As time dragged on (and boy can I tell you did it ever drag!) waiting for result of the tests was agonising. Not knowing what your future holds was tough for both of us. We would both have downtimes but would rely on one another to get the other back up especially when you get news that the first two genes tested for were not successful over a period of approximately 9 months. We received correspondence that the last gene they could test for was going to begin testing and about a month later in December of 2011 we got a phone call from the geneticist saying they located the gene – SPG4.
The results were the best Christmas present we could have ever asked for. Now to start looking at our options, well, for us, our only option really, IVF with Pre-implantation Genetic Diagnosis (PGD). We didn’t want to risk the chance of conceiving naturally and finding out that our child has the gene as the chance is 50% each time a child is conceived. We decided the chances were too high.
We decided to go with Dr. Greening who is an IVF doctor with Genea. From Dr. Greening we met with a nurse from Genea and then following that we met with a Scientist and Genetic Counsellor. They each explained the IVF and PDG process as well as their individual roles.
We have sent away our blood samples for DNA testing in the “Work Up” Stage. At this point a probe (some kind of test) is created to identify the gene in the embryo. We are currently waiting for these results so we can get started. Looking forward to putting all into action!
What an inspirational story! My husband also has HSP and so did his father and sister. Like you, I had never heard of HSP until I met my husband. We have 3 small children ranging from 1 to 6. We fear that our 3 year old son may have HSP and have seen many professionals, however they all say that he is not showing signs of HSP as yet. His legs can be quite stiff at times and as a toddler, toe walked which is a telling sign. He can struggle with simple things like riding a bike and tends to get a little awkward when he runs on sand etc. We are very optimistic that he will have a happy and healthy childhood. We encourage him to play lots of sports which also helps with his legs. He is an amazing swimmer – call him our little fish! My husband’s HSP is quite mild at this stage although he can get quite stiff during the winter months. He leads an active life which again helps with HSP. His sister is in her mid 40’s and is in a wheelchair. His dad developed HSP in his 50’s.
I wish both you and your husband all the very best. It is quite a journey you are on and one day you will be able to look back on it and say that it was all worth it!
We are doing the same thing. Our first cycle didn’t yield any viable embryos, our second yielded one normal embryo but I had a miscarriage. So now we are on our third round and we are using a donor. After the $60,000+ investment we are really hoping the third time is a charm! We should know in a few weeks, hopefully no miscarriage this time. 🙂 Good Luck in your IVF cycles!
Hi Simone, thankyou for your kind words.
Its taken quite some time to put words on paper and share our story and it hasnt even really begun yet. Sounds like you have your hands full! Hope all goes well with your little fish!

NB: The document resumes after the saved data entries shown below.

//! Route directions
//!
//! This module wraps the external directions provider:
//! - request/result types the rest of the crate works with
//! - the `DirectionsProvider` seam and its HTTP implementation
//! - a caching decorator backed by the persistent cache
//! - the per-view session that keeps only the latest answer
//! - deep links to open a route in a maps application

pub mod cache;
pub mod google;
pub mod links;
pub mod polyline;
pub mod session;

use async_trait::async_trait;
use serde::{Deserialize, Serialize};
use std::fmt;
use thiserror::Error;

use crate::WayGoError;
use crate::models::{GeoPosition, PointOfInterest, RouteRecord};

pub use cache::CachedDirectionsProvider;
pub use google::GoogleDirectionsClient;
pub use session::{DirectionsSession, DirectionsState};

/// Status reported by the provider when a route was found
pub const STATUS_OK: &str = "OK";
/// Provider answered OK but without any route, or found none
pub const STATUS_ZERO_RESULTS: &str = "ZERO_RESULTS";
/// The request never reached the provider or the connection failed
pub const STATUS_TRANSPORT_ERROR: &str = "TRANSPORT_ERROR";
/// The provider's answer could not be decoded
pub const STATUS_PARSE_ERROR: &str = "PARSE_ERROR";

/// Travel mode understood by the provider
#[derive(Debug, Clone, Copy, PartialEq, Eq, Hash, Default, Serialize, Deserialize)]
#[serde(rename_all = "lowercase")]
pub enum TravelMode {
    #[default]
    Walking,
    Bicycling,
    Driving,
}

impl TravelMode {
    #[must_use]
    pub fn as_str(&self) -> &'static str {
        match self {
            TravelMode::Walking => "walking",
            TravelMode::Bicycling => "bicycling",
            TravelMode::Driving => "driving",
        }
    }
}

impl fmt::Display for TravelMode {
    fn fmt(&self, f: &mut fmt::Formatter<'_>) -> fmt::Result {
        f.write_str(self.as_str())
    }
}

/// Intermediate point of a directions request
#[derive(Debug, Clone, PartialEq, Serialize, Deserialize)]
pub struct RequestWaypoint {
    pub position: GeoPosition,
    /// `false` routes through the point without splitting the leg there
    pub stopover: bool,
}

/// What to ask the provider for
#[derive(Debug, Clone, PartialEq, Serialize, Deserialize)]
pub struct DirectionsRequest {
    pub origin: GeoPosition,
    pub destination: GeoPosition,
    pub waypoints: Vec<RequestWaypoint>,
    /// Let the provider reorder the waypoints for a shorter path
    pub optimize_waypoints: bool,
    pub travel_mode: TravelMode,
}

impl DirectionsRequest {
    /// Plain A to B request
    #[must_use]
    pub fn between(origin: GeoPosition, destination: GeoPosition, travel_mode: TravelMode) -> Self {
        Self {
            origin,
            destination,
            waypoints: Vec::new(),
            optimize_waypoints: false,
            travel_mode,
        }
    }

    /// Full itinerary of a route, on foot, with optimized waypoints
    #[must_use]
    pub fn for_route(record: &RouteRecord) -> Self {
        Self {
            origin: record.origin.position(),
            destination: record.destination.position(),
            waypoints: record
                .waypoints
                .iter()
                .map(|w| RequestWaypoint {
                    position: w.location.position(),
                    stopover: w.stopover,
                })
                .collect(),
            optimize_waypoints: true,
            travel_mode: TravelMode::Walking,
        }
    }

    /// Walking directions from the user to the start of a route
    #[must_use]
    pub fn to_start(from: GeoPosition, start: &PointOfInterest) -> Self {
        Self::between(from, start.position(), TravelMode::Walking)
    }

    /// Stable key used by the directions cache
    #[must_use]
    pub fn cache_key(&self) -> String {
        let point = |p: &GeoPosition| {
            let (lat, lon) = p.rounded_coordinates(5);
            format!("{lat:.5},{lon:.5}")
        };
        let waypoints: Vec<String> = self
            .waypoints
            .iter()
            .map(|w| {
                let prefix = if w.stopover { "" } else { "via:" };
                format!("{prefix}{}", point(&w.position))
            })
            .collect();

        format!(
            "directions:{}:{}:{}:{}:{}",
            self.travel_mode,
            point(&self.origin),
            point(&self.destination),
            waypoints.join("|"),
            self.optimize_waypoints
        )
    }
}

/// One leg between two consecutive stops
#[derive(Debug, Clone, PartialEq, Serialize, Deserialize)]
pub struct Leg {
    pub distance_meters: u64,
    pub duration_seconds: u64,
    /// Provider-formatted distance, e.g. "1,2 km"
    pub distance_text: String,
    /// Provider-formatted duration, e.g. "15 min"
    pub duration_text: String,
    pub start_label: String,
    pub end_label: String,
}

/// Provider answer mapped into crate types
#[derive(Debug, Clone, PartialEq, Serialize, Deserialize)]
pub struct DirectionsResult {
    pub legs: Vec<Leg>,
    /// Decoded overview path, ready to draw
    pub path: Vec<GeoPosition>,
    /// Order the provider visited the request waypoints in
    pub waypoint_order: Vec<usize>,
    pub summary: Option<String>,
}

impl DirectionsResult {
    #[must_use]
    pub fn total_distance_meters(&self) -> u64 {
        self.legs.iter().map(|l| l.distance_meters).sum()
    }

    #[must_use]
    pub fn total_duration_seconds(&self) -> u64 {
        self.legs.iter().map(|l| l.duration_seconds).sum()
    }

    /// Leg-by-leg textual itinerary
    #[must_use]
    pub fn itinerary(&self) -> Vec<String> {
        self.legs
            .iter()
            .enumerate()
            .map(|(i, leg)| {
                format!(
                    "{}. {} → {} : {}, {}",
                    i + 1,
                    leg.start_label,
                    leg.end_label,
                    leg.distance_text,
                    leg.duration_text
                )
            })
            .collect()
    }
}

/// Typed provider failure carrying the provider's status string
#[derive(Error, Debug, Clone, PartialEq, Eq)]
#[error("directions request failed with status {status}")]
pub struct DirectionsFailure {
    pub status: String,
    pub message: Option<String>,
}

impl DirectionsFailure {
    pub fn new<S: Into<String>>(status: S) -> Self {
        Self {
            status: status.into(),
            message: None,
        }
    }

    #[must_use]
    pub fn with_message<S: Into<String>>(mut self, message: S) -> Self {
        self.message = Some(message.into());
        self
    }
}

impl From<DirectionsFailure> for WayGoError {
    fn from(failure: DirectionsFailure) -> Self {
        WayGoError::provider(failure.status)
    }
}

/// External service computing paths between points
#[async_trait]
pub trait DirectionsProvider: Send + Sync {
    async fn route(
        &self,
        request: &DirectionsRequest,
    ) -> std::result::Result<DirectionsResult, DirectionsFailure>;
}
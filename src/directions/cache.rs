use std::time::Duration;

use async_trait::async_trait;
use rand::RngExt;
use tracing::{instrument, warn};

use super::{DirectionsFailure, DirectionsProvider, DirectionsRequest, DirectionsResult};
use crate::cache::PersistentCache;

/// Serves repeated requests from the persistent cache.
///
/// Only successful answers are stored; failures always reach the caller so
/// a retry goes back to the provider.
pub struct CachedDirectionsProvider<P> {
    inner: P,
    cache: PersistentCache,
    ttl: Duration,
}

impl<P: DirectionsProvider> CachedDirectionsProvider<P> {
    pub fn new(inner: P, cache: PersistentCache, ttl: Duration) -> Self {
        Self { inner, cache, ttl }
    }

    fn jittered_ttl(&self) -> Duration {
        let jitter: f64 = rand::rng().random_range(0.9..1.1);
        self.ttl.mul_f64(jitter)
    }
}

#[async_trait]
impl<P: DirectionsProvider> DirectionsProvider for CachedDirectionsProvider<P> {
    #[instrument(skip_all)]
    async fn route(
        &self,
        request: &DirectionsRequest,
    ) -> Result<DirectionsResult, DirectionsFailure> {
        let key = request.cache_key();

        match self.cache.get::<DirectionsResult>(&key).await {
            Ok(Some(cached)) => return Ok(cached),
            Ok(None) => {}
            Err(e) => warn!("Directions cache read failed: {}", e),
        }

        let result = self.inner.route(request).await?;

        if let Err(e) = self.cache.put(&key, result.clone(), self.jittered_ttl()).await {
            warn!("Directions cache write failed: {}", e);
        }
        Ok(result)
    }
}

Thanks CD, nice to hear from you. Looking forward to actually starting our first IVF cycle. Nervous but excited at the same time. Hope your third time is a success! Best of luck!

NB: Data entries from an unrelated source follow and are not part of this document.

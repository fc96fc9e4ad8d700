//! Geolocation
//!
//! Device location is consumed through the `GeolocationSource` seam: a
//! one-shot read or a continuous watch. A `PositionWatch` keeps the latest
//! accepted fix and stops when cancelled or dropped; `NearbyRoutesWatcher`
//! re-runs the proximity matcher on every accepted fix.

use std::sync::Arc;
use std::time::Duration;

use async_trait::async_trait;
use chrono::Utc;
use futures::future::{AbortHandle, Abortable};
use futures::stream::{self, BoxStream, StreamExt};
use serde::Serialize;
use thiserror::Error;
use tokio::sync::watch;
use tracing::{debug, info, warn};

use crate::WayGoError;
use crate::catalog::RouteCatalog;
use crate::models::{GeoPosition, PositionFix};
use crate::proximity::{self, ProximityResult};

/// Why a position could not be obtained
#[derive(Error, Debug, Clone, PartialEq, Eq, Serialize)]
pub enum GeolocationError {
    #[error("permission denied")]
    PermissionDenied,
    #[error("position unavailable: {0}")]
    PositionUnavailable(String),
    #[error("timed out waiting for a position")]
    Timeout,
    #[error("geolocation is not supported")]
    Unsupported,
}

impl From<GeolocationError> for WayGoError {
    fn from(err: GeolocationError) -> Self {
        match err {
            GeolocationError::PermissionDenied => WayGoError::PermissionDenied,
            other => WayGoError::geolocation(other.to_string()),
        }
    }
}

pub type FixResult = std::result::Result<PositionFix, GeolocationError>;

/// Device location sensor
#[async_trait]
pub trait GeolocationSource: Send + Sync {
    /// One-shot read
    async fn current_position(&self) -> FixResult;

    /// Unbounded sequence of updates, until the stream is dropped
    fn watch(&self) -> BoxStream<'static, FixResult>;
}

/// Source that always reports the same position
#[derive(Debug, Clone)]
pub struct FixedGeolocation {
    position: GeoPosition,
}

impl FixedGeolocation {
    #[must_use]
    pub fn new(position: GeoPosition) -> Self {
        Self { position }
    }
}

#[async_trait]
impl GeolocationSource for FixedGeolocation {
    async fn current_position(&self) -> FixResult {
        Ok(PositionFix::now(self.position))
    }

    fn watch(&self) -> BoxStream<'static, FixResult> {
        let position = self.position;
        stream::once(async move { Ok(PositionFix::now(position)) }).boxed()
    }
}

/// Source replaying a prepared list of events, one every `interval`
#[derive(Debug, Clone)]
pub struct ScriptedGeolocation {
    events: Vec<FixResult>,
    interval: Duration,
}

impl ScriptedGeolocation {
    #[must_use]
    pub fn new(events: Vec<FixResult>, interval: Duration) -> Self {
        Self { events, interval }
    }
}

#[async_trait]
impl GeolocationSource for ScriptedGeolocation {
    async fn current_position(&self) -> FixResult {
        self.events
            .first()
            .cloned()
            .unwrap_or(Err(GeolocationError::PositionUnavailable(
                "no scripted position".to_string(),
            )))
    }

    fn watch(&self) -> BoxStream<'static, FixResult> {
        let interval = self.interval;
        stream::iter(self.events.clone())
            .then(move |event| async move {
                tokio::time::sleep(interval).await;
                event
            })
            .boxed()
    }
}

/// Source for environments without a location sensor
#[derive(Debug, Clone, Copy, Default)]
pub struct NoGeolocation;

#[async_trait]
impl GeolocationSource for NoGeolocation {
    async fn current_position(&self) -> FixResult {
        Err(GeolocationError::Unsupported)
    }

    fn watch(&self) -> BoxStream<'static, FixResult> {
        stream::once(async { Err(GeolocationError::Unsupported) }).boxed()
    }
}

/// Latest knowledge of a watch
#[derive(Debug, Clone, PartialEq, Serialize)]
#[serde(tag = "state", rename_all = "snake_case")]
pub enum PositionUpdate {
    Waiting,
    Located { fix: PositionFix },
    Failed { error: GeolocationError },
}

impl PositionUpdate {
    #[must_use]
    pub fn position(&self) -> Option<GeoPosition> {
        match self {
            PositionUpdate::Located { fix } => Some(fix.position),
            _ => None,
        }
    }
}

/// Running position subscription; cancelled explicitly or on drop
pub struct PositionWatch {
    updates: watch::Receiver<PositionUpdate>,
    abort: AbortHandle,
}

impl PositionWatch {
    /// Subscribe to `source`, dropping fixes older than `max_age`
    pub fn start(source: &dyn GeolocationSource, max_age: Duration) -> Self {
        let (tx, updates) = watch::channel(PositionUpdate::Waiting);
        let (abort, registration) = AbortHandle::new_pair();
        let max_age = chrono::Duration::from_std(max_age).unwrap_or(chrono::Duration::MAX);
        let mut events = source.watch();

        let task = async move {
            while let Some(event) = events.next().await {
                match event {
                    Ok(fix) => {
                        if let Err(e) = fix.position.validate() {
                            warn!("Ignoring invalid position: {}", e);
                            continue;
                        }
                        if fix.is_stale(Utc::now(), max_age) {
                            debug!("Discarding stale fix captured at {}", fix.captured_at);
                            continue;
                        }
                        tx.send_replace(PositionUpdate::Located { fix });
                    }
                    Err(GeolocationError::PermissionDenied) => {
                        warn!("Geolocation permission denied, stopping watch");
                        tx.send_replace(PositionUpdate::Failed {
                            error: GeolocationError::PermissionDenied,
                        });
                        break;
                    }
                    Err(error) => {
                        warn!("Geolocation update failed: {}", error);
                        // keep the last good fix
                        if tx.borrow().position().is_none() {
                            tx.send_replace(PositionUpdate::Failed { error });
                        }
                    }
                }
            }
            debug!("Position watch ended");
        };
        tokio::spawn(Abortable::new(task, registration));

        Self { updates, abort }
    }

    #[must_use]
    pub fn latest(&self) -> PositionUpdate {
        self.updates.borrow().clone()
    }

    #[must_use]
    pub fn subscribe(&self) -> watch::Receiver<PositionUpdate> {
        self.updates.clone()
    }

    /// Stop receiving updates
    pub fn cancel(&self) {
        self.abort.abort();
    }

    #[must_use]
    pub fn is_cancelled(&self) -> bool {
        self.abort.is_aborted()
    }
}

impl Drop for PositionWatch {
    fn drop(&mut self) {
        self.abort.abort();
    }
}

/// Routes near the user, kept current as the position changes
#[derive(Debug, Clone, Serialize)]
#[serde(tag = "state", rename_all = "snake_case")]
pub enum NearbyState {
    Locating,
    Found { result: ProximityResult },
    NoRoutes,
    PermissionDenied,
    Unavailable { reason: String },
}

/// Proximity matcher driven by a position watch
pub struct NearbyRoutesWatcher {
    position: PositionWatch,
    state: watch::Receiver<NearbyState>,
    abort: AbortHandle,
}

impl NearbyRoutesWatcher {
    pub fn start(
        source: &dyn GeolocationSource,
        catalog: Arc<RouteCatalog>,
        max_age: Duration,
    ) -> Self {
        let position = PositionWatch::start(source, max_age);
        let mut updates = position.subscribe();
        let (tx, state) = watch::channel(NearbyState::Locating);
        let (abort, registration) = AbortHandle::new_pair();

        let task = async move {
            loop {
                let update = updates.borrow_and_update().clone();
                let next = match update {
                    PositionUpdate::Waiting => None,
                    PositionUpdate::Located { fix } => {
                        Some(match proximity::nearby(&fix.position, catalog.as_ref()) {
                            Ok(result) => {
                                info!(
                                    "{} routes near you in {}",
                                    result.routes.len(),
                                    result.city
                                );
                                NearbyState::Found { result }
                            }
                            Err(_) => NearbyState::NoRoutes,
                        })
                    }
                    PositionUpdate::Failed {
                        error: GeolocationError::PermissionDenied,
                    } => Some(NearbyState::PermissionDenied),
                    PositionUpdate::Failed { error } => Some(NearbyState::Unavailable {
                        reason: error.to_string(),
                    }),
                };
                if let Some(next) = next {
                    tx.send_replace(next);
                }
                if updates.changed().await.is_err() {
                    break;
                }
            }
        };
        tokio::spawn(Abortable::new(task, registration));

        Self {
            position,
            state,
            abort,
        }
    }

    #[must_use]
    pub fn latest(&self) -> NearbyState {
        self.state.borrow().clone()
    }

    #[must_use]
    pub fn subscribe(&self) -> watch::Receiver<NearbyState> {
        self.state.clone()
    }

    /// Release the geolocation subscription and stop matching
    pub fn cancel(&self) {
        self.position.cancel();
        self.abort.abort();
    }
}

impl Drop for NearbyRoutesWatcher {
    fn drop(&mut self) {
        self.abort.abort();
    }
}

/// One-shot lookup: read the position once and match it against the catalog.
///
/// A fix older than `max_age` is refused, as in [`PositionWatch`].
pub async fn locate_nearby(
    source: &dyn GeolocationSource,
    catalog: &RouteCatalog,
    max_age: Duration,
) -> crate::Result<ProximityResult> {
    let fix = source.current_position().await?;
    fix.position.validate()?;
    let max_age = chrono::Duration::from_std(max_age).unwrap_or(chrono::Duration::MAX);
    if fix.is_stale(Utc::now(), max_age) {
        return Err(WayGoError::geolocation(format!(
            "position captured at {} is too old",
            fix.captured_at
        )));
    }
    proximity::nearby(&fix.position, catalog)
}

#[cfg(test)]
mod tests {
    use super::*;

    const MAX_AGE: Duration = Duration::from_secs(10);

    async fn next_nearby(rx: &mut watch::Receiver<NearbyState>) -> NearbyState {
        loop {
            let state = rx.borrow_and_update().clone();
            if !matches!(state, NearbyState::Locating) {
                return state;
            }
            rx.changed().await.unwrap();
        }
    }

    #[tokio::test]
    async fn test_locate_nearby_paris() {
        let catalog = RouteCatalog::bundled().unwrap();
        let source = FixedGeolocation::new(GeoPosition::new(48.8566, 2.3522));
        let result = locate_nearby(&source, &catalog, MAX_AGE).await.unwrap();
        assert_eq!(result.city, "Paris");
        assert!(result.routes.iter().all(|r| r.city == "Paris"));
    }

    #[tokio::test]
    async fn test_locate_nearby_denied() {
        let catalog = RouteCatalog::bundled().unwrap();
        let source = ScriptedGeolocation::new(
            vec![Err(GeolocationError::PermissionDenied)],
            Duration::ZERO,
        );
        let err = locate_nearby(&source, &catalog, MAX_AGE).await.unwrap_err();
        assert!(matches!(err, WayGoError::PermissionDenied));
    }

    #[tokio::test]
    async fn test_locate_nearby_rejects_stale_fix() {
        let catalog = RouteCatalog::bundled().unwrap();
        let stale = PositionFix {
            position: GeoPosition::new(48.8566, 2.3522),
            captured_at: Utc::now() - chrono::Duration::minutes(5),
        };
        let source = ScriptedGeolocation::new(vec![Ok(stale)], Duration::ZERO);
        let err = locate_nearby(&source, &catalog, MAX_AGE).await.unwrap_err();
        assert!(matches!(err, WayGoError::Geolocation { .. }));
    }

    #[tokio::test]
    async fn test_watch_keeps_last_fix_on_transient_error() {
        let fix = PositionFix::now(GeoPosition::new(48.8566, 2.3522));
        let source = ScriptedGeolocation::new(
            vec![Ok(fix), Err(GeolocationError::Timeout)],
            Duration::ZERO,
        );
        let watch = PositionWatch::start(&source, MAX_AGE);
        let mut rx = watch.subscribe();

        // the channel closes once both events are consumed
        while rx.changed().await.is_ok() {}
        assert_eq!(watch.latest(), PositionUpdate::Located { fix });
    }

    #[tokio::test]
    async fn test_watch_follows_moves() {
        let catalog = Arc::new(RouteCatalog::bundled().unwrap());
        let source = ScriptedGeolocation::new(
            vec![
                Ok(PositionFix::now(GeoPosition::new(48.8566, 2.3522))),
                Ok(PositionFix::now(GeoPosition::new(45.76, 4.84))),
            ],
            Duration::from_millis(5),
        );
        let watcher = NearbyRoutesWatcher::start(&source, catalog, MAX_AGE);
        let mut rx = watcher.subscribe();

        let lyon = loop {
            if let NearbyState::Found { result } = rx.borrow_and_update().clone() {
                if result.city == "Lyon" {
                    break result;
                }
            }
            rx.changed().await.unwrap();
        };
        assert!(lyon.routes.iter().all(|r| r.city == "Lyon"));
        watcher.cancel();
    }

    #[tokio::test]
    async fn test_stale_fix_is_discarded() {
        let stale = PositionFix {
            position: GeoPosition::new(45.76, 4.84),
            captured_at: Utc::now() - chrono::Duration::minutes(5),
        };
        let fresh = PositionFix::now(GeoPosition::new(48.8566, 2.3522));
        let source = ScriptedGeolocation::new(vec![Ok(stale), Ok(fresh)], Duration::ZERO);

        let watch = PositionWatch::start(&source, MAX_AGE);
        let mut rx = watch.subscribe();
        let located = loop {
            if let Some(position) = rx.borrow_and_update().position() {
                break position;
            }
            rx.changed().await.unwrap();
        };
        assert_eq!(located, fresh.position);
    }

    #[tokio::test]
    async fn test_permission_denied_is_surfaced() {
        let catalog = Arc::new(RouteCatalog::bundled().unwrap());
        let source = ScriptedGeolocation::new(
            vec![Err(GeolocationError::PermissionDenied)],
            Duration::ZERO,
        );
        let watcher = NearbyRoutesWatcher::start(&source, catalog, MAX_AGE);
        let mut rx = watcher.subscribe();
        assert!(matches!(
            next_nearby(&mut rx).await,
            NearbyState::PermissionDenied
        ));
    }

    #[tokio::test]
    async fn test_cancel_marks_watch() {
        let source = FixedGeolocation::new(GeoPosition::new(48.0, 2.0));
        let watch = PositionWatch::start(&source, MAX_AGE);
        assert!(!watch.is_cancelled());
        watch.cancel();
        assert!(watch.is_cancelled());
    }

    #[tokio::test]
    async fn test_unsupported_source() {
        let source = NoGeolocation;
        assert_eq!(
            source.current_position().await,
            Err(GeolocationError::Unsupported)
        );
    }
}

hi my husband has hsp and is peg fed now and bedbound. what i would like to know – forgot to say he is 76 now – my daughter is 52 and has arthritis right down her spine but is fine and works. can she develop this condition? thank you
Editor’s Note: The short answer is ‘yes, she probably can’. Development of HSP symptoms has been known to occur in people over 70 years old who have carried an HSP gene their whole lives without apparent effect, while others who also carry a known HSP gene occasionally never develop symptoms. And there is also the question as to whether or not your daughter has inherited your husband’s HSP gene. If she has, then there is always a chance of developing symptoms at any age.